Iranian-born ex-Muslim atheist and secular activist

Armin Navabi (آرمین نوابی; born 25 December 1983) is an Iranian-Canadian ex-Muslim atheist, author and podcaster, currently living in Vancouver, Canada. In 2012, he founded the online freethought community Atheist Republic, a Canada-based non-profit organisation which now has hundreds of branches called "consulates" in several countries around the world such as Malaysia, Indonesia, and the Philippines, enabling non-believers to interact in societies where irreligion, apostasy, and blasphemy are often criminalised and repressed. As an author, he debuted with the book Why There Is No God (2014), and in 2017 he became a co-host of the Secular Jihadists from the Middle East podcast with Ali A. Rizvi, Yasmine Mohammad and Faisal Saeed Al Mutar. In January 2018, the show was renamed Secular Jihadists for a Muslim Enlightenment, with Rizvi and Navabi as co-hosts.

== Biography ==
=== Youth ===
Navabi was born in 1983 and raised as a Shia Muslim in Tehran. He briefly moved to Germany in 1985 and London in 1986, before returning to Tehran in 1988. His family was liberal and not particularly devout, but in school he was taught to believe in a literal hell and that committing even the smallest sin would get him there. Navabi reasoned that if the afterlife was supposed to last for eternity, then this should be everyone's top priority while alive on Earth. Yet he found that most of those around him, though claiming to believe this, did not act like it was of the utmost importance. To avoid hell at all costs before reaching the "age of reason" at the onset of puberty, he considered suicide, since any sin (including suicide) committed before then supposedly did not 'count', even if this would only take him to the lowest part of heaven. At age 12, Navabi attempted suicide by jumping out of his school window, but was unsuccessful. It left him in a wheelchair for 7 months, and he missed one year in school.

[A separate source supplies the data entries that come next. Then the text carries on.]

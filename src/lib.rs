/// Tab URL Copier - Chrome Extension that copies tab URLs as a list or CSV
/// Built with Rust + WASM + Yew

mod background;
mod host;
pub mod format;
pub mod i18n;
pub mod operations;
pub mod storage;
pub mod tab_data;
pub mod ui;

use std::collections::HashMap;

use wasm_bindgen::prelude::*;

use crate::storage::Settings;
use crate::tab_data::{HostTab, TabRecord};

// Set up panic hook for better error messages in the browser console
#[wasm_bindgen(start)]
pub fn main() {
    console_error_panic_hook::set_once();
    wasm_logger::init(wasm_logger::Config::default());
}

// Start the Yew app for the popup
#[wasm_bindgen]
pub fn start_popup() {
    yew::Renderer::<ui::popup::App>::new().render();
}

// Called from background.js when the extension is installed or updated
#[wasm_bindgen]
pub async fn create_context_menu() -> Result<(), JsValue> {
    background::create_context_menu().await.map_err(|e| {
        log::error!("{}", e);
        JsValue::from_str(&e)
    })
}

// Called from background.js for every context-menu click
#[wasm_bindgen]
pub async fn handle_menu_click(menu_item_id: String) -> Result<(), JsValue> {
    background::handle_menu_click(&menu_item_id).await.map_err(|e| {
        log::error!("Error copying tabs: {}", e);
        JsValue::from_str(&e)
    })
}

/// Format browser tab objects with the given group titles and settings
///
/// `group_titles` maps group ids to titles; `settings` may be undefined, in
/// which case the defaults apply.
#[wasm_bindgen]
pub fn format_tabs(tabs: JsValue, group_titles: JsValue, settings: JsValue) -> Result<String, JsValue> {
    let tabs: Vec<HostTab> = serde_wasm_bindgen::from_value(tabs)
        .map_err(|e| JsValue::from_str(&format!("Failed to parse tabs: {:?}", e)))?;

    let group_titles: HashMap<String, String> = if group_titles.is_undefined() || group_titles.is_null() {
        HashMap::new()
    } else {
        serde_wasm_bindgen::from_value(group_titles)
            .map_err(|e| JsValue::from_str(&format!("Failed to parse group titles: {:?}", e)))?
    };

    let settings: Settings = if settings.is_undefined() || settings.is_null() {
        Settings::default()
    } else {
        serde_wasm_bindgen::from_value(settings)
            .map_err(|e| JsValue::from_str(&format!("Failed to parse settings: {:?}", e)))?
    };

    let options = settings
        .format_options()
        .map_err(|e| JsValue::from_str(&e.to_string()))?;
    let records: Vec<TabRecord> = tabs.iter().map(HostTab::to_record).collect();

    format::format_snapshot(&records, &group_titles, &options).map_err(|e| JsValue::from_str(&e.to_string()))
}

=== Apostasy and emigration ===
After his suicide attempt, Navabi felt guilty about distressing his family, and became a more fervent Muslim, and diligently studied Islam. However, as he learned more, he began to doubt the religion, noting the high toll on Muslims' everyday life, and the idea of punishment of all non-Muslims with eternal torture. Studying other religions increased his skepticism. A milestone event was reading a book on the history of religion in college: "I saw how convenient it was to change the concept of God and what he wanted based on the politics of the time. Why do I even accept this as true? I'd never asked myself whether this could all just be made up." Fearing hell, Navabi prayed to God to reveal himself and prove that he was real. Navabi received no answer, lost his faith, and eventually concluded that God was imaginary.

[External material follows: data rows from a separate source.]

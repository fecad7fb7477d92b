/// Localized labels and tab-count text

#[derive(Debug, Clone, Copy, PartialEq, Eq)]
pub enum Language {
    Ru,
    En,
}

/// Strings shown by the popup and the context menu
#[derive(Debug, Clone, Copy, PartialEq, Eq)]
pub struct UiText {
    pub list_format: &'static str,
    pub csv_format: &'static str,
    pub delimiter: &'static str,
    pub tab_delimiter: &'static str,
    pub group_by_tab_group: &'static str,
    pub include_titles: &'static str,
    pub copy: &'static str,
    pub copied: &'static str,
    pub error: &'static str,
    pub settings: &'static str,
    pub context_menu_copy_selected: &'static str,
}

const UI_TEXT_RU: UiText = UiText {
    list_format: "Список",
    csv_format: "CSV",
    delimiter: "Разделитель",
    tab_delimiter: "Таб",
    group_by_tab_group: "Группировать по группам вкладок",
    include_titles: "Включать заголовки",
    copy: "Копировать",
    copied: "Скопировано в буфер обмена",
    error: "Ошибка",
    settings: "Настройки",
    context_menu_copy_selected: "Копировать выделенные вкладки",
};

const UI_TEXT_EN: UiText = UiText {
    list_format: "List",
    csv_format: "CSV",
    delimiter: "Delimiter",
    tab_delimiter: "Tab",
    group_by_tab_group: "Group by tab group",
    include_titles: "Include titles",
    copy: "Copy",
    copied: "Copied to clipboard",
    error: "Error",
    settings: "Settings",
    context_menu_copy_selected: "Copy selected tabs",
};

impl Language {
    /// Unknown codes fall back to Russian
    pub fn from_code(code: &str) -> Language {
        match code.to_lowercase().as_str() {
            "en" => Language::En,
            _ => Language::Ru,
        }
    }

    pub fn code(&self) -> &'static str {
        match self {
            Language::Ru => "ru",
            Language::En => "en",
        }
    }

    /// Label written for tabs outside any tab group
    pub fn no_group_label(&self) -> &'static str {
        match self {
            Language::Ru => "Без группы",
            Language::En => "No Group",
        }
    }

    /// Label written for tab groups the user never named
    pub fn untitled_label(&self) -> &'static str {
        match self {
            Language::Ru => "Без названия",
            Language::En => "Untitled",
        }
    }

    pub fn ui_text(&self) -> &'static UiText {
        match self {
            Language::Ru => &UI_TEXT_RU,
            Language::En => &UI_TEXT_EN,
        }
    }

    /// Summary like "5 вкладок · 2 группы"
    pub fn tab_count_text(&self, tabs: usize, groups: usize) -> String {
        let mut text = format!("{} {}", tabs, self.tabs_word(tabs));
        if groups > 0 {
            text.push_str(&format!(" · {} {}", groups, self.groups_word(groups)));
        }
        text
    }

    fn tabs_word(&self, n: usize) -> &'static str {
        match self {
            Language::Ru => pluralize_ru(n, "вкладка", "вкладки", "вкладок"),
            Language::En => pluralize_en(n, "tab", "tabs"),
        }
    }

    fn groups_word(&self, n: usize) -> &'static str {
        match self {
            Language::Ru => pluralize_ru(n, "группа", "группы", "групп"),
            Language::En => pluralize_en(n, "group", "groups"),
        }
    }
}

/// Russian plural forms: 1, 21 → one; 2-4, 22 → few; 0, 5-20, 111 → many
pub fn pluralize_ru<'a>(n: usize, one: &'a str, few: &'a str, many: &'a str) -> &'a str {
    let mod10 = n % 10;
    let mod100 = n % 100;

    if (11..=19).contains(&mod100) {
        many
    } else if mod10 == 1 {
        one
    } else if (2..=4).contains(&mod10) {
        few
    } else {
        many
    }
}

fn pluralize_en<'a>(n: usize, one: &'a str, other: &'a str) -> &'a str {
    if n == 1 { one } else { other }
}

Navabi attended the University of Tehran for about a year, studying molecular biology. When in college, Navabi was initially the only atheist he knew. However, when he confided in two university friends, revealing his atheism, they became skeptical about religion within weeks. This encouraged Navabi to look for fellow atheists on the internet. He obtained a student visa for the University of British Columbia to study finance, and left Tehran. He arrived in Vancouver on 10 October 2004, later becoming a permanent resident and obtaining Canadian citizenship. There, he created Atheist Republic in 2012, to build a global atheist community and a platform for his activism.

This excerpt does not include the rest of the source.